The day marked the first-ever Art Kemp Memorial Car Show, put together to honour one of Thamesville’s favourite sons who passed away earlier this year.

“It’s a chance to get together and honour our friend,” said Brad Smith of the Thamesville Sertoma Club, adding Kemp, a life member of the club, was “gone too soon” at age 64.

Brad’s wife Susan, who helped organize the event in just three week’s time, said support for the event was overwhelming, giving people an opportunity to visit and see friends for the first time in a long while. Thamesville’s Threshing Festival and its Back to the Future event have been cancelled because of COVID-19 for two years in a row.

“It’s a way for the community to come together,” Susan explained, adding Kemp was a familiar face in town and always ready to lend a hand no questions asked.

Kemp was also a full-on gear head, which is why his friends chose a car show as a means to honour him.

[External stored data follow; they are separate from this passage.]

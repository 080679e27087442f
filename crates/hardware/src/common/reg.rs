//! General-Purpose Register File.
//!
//! This module provides the `RegisterFile` struct holding the eight byte-wide
//! registers of the LS-8. It provides:
//! 1. **Storage:** Registers `R0`-`R7`, with `R7` reserved as the stack pointer.
//! 2. **Bounds Checking:** Out-of-range indices raise a trap instead of panicking.
//! 3. **Observability:** Hex dump of the register state for traces.

use std::fmt::Write as _;

use super::constants::{NUM_REGISTERS, SP};
use super::error::Trap;

/// The LS-8 register file.
///
/// Registers hold raw bytes. Arithmetic on them is performed by the ALU with
/// wrapping semantics, so the file itself never observes overflow.
#[derive(Debug, Clone, PartialEq, Eq)]
pub struct RegisterFile {
    regs: [u8; NUM_REGISTERS],
}

impl Default for RegisterFile {
    fn default() -> Self {
        Self::new()
    }
}

impl RegisterFile {
    /// Creates a register file with every register zeroed.
    pub fn new() -> Self {
        Self {
            regs: [0; NUM_REGISTERS],
        }
    }

    /// Creates a register file with the stack pointer set to `sp`.
    pub fn with_stack_pointer(sp: u8) -> Self {
        let mut regs = Self::new();
        regs.set_sp(sp);
        regs
    }

    /// Reads a register.
    ///
    /// # Errors
    ///
    /// Returns [`Trap::RegisterOutOfBounds`] if `idx` is not in `0..8`.
    pub fn read(&self, idx: usize) -> Result<u8, Trap> {
        self.regs
            .get(idx)
            .copied()
            .ok_or(Trap::RegisterOutOfBounds(idx))
    }

    /// Writes a register.
    ///
    /// # Errors
    ///
    /// Returns [`Trap::RegisterOutOfBounds`] if `idx` is not in `0..8`.
    pub fn write(&mut self, idx: usize, val: u8) -> Result<(), Trap> {
        let slot = self
            .regs
            .get_mut(idx)
            .ok_or(Trap::RegisterOutOfBounds(idx))?;
        *slot = val;
        Ok(())
    }

    /// Current stack pointer (`R7`).
    #[inline]
    pub fn sp(&self) -> u8 {
        self.regs[SP]
    }

    /// Overwrites the stack pointer (`R7`).
    #[inline]
    pub fn set_sp(&mut self, val: u8) {
        self.regs[SP] = val;
    }

    /// All registers in index order.
    pub fn as_slice(&self) -> &[u8] {
        &self.regs
    }

    /// Formats every register as ` XX` pairs, `R0` first.
    pub fn dump(&self) -> String {
        let mut out = String::with_capacity(NUM_REGISTERS * 3);
        for val in self.regs {
            let _ = write!(out, " {val:02X}");
        }
        out
    }
}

Kemp’s friends got together and fired up two of his collector cars Saturday morning, including a 1966 Mustang Coupe and a 1989 724 Cavalier, for display in the show.

Wayne Doskas, a life-long friend of Kemp, said the tremendous show of support for the event could mean it will become an annual event.

The show was a joint effort between the Thamesville Improvement Association and the Thamesville Sertoma Club.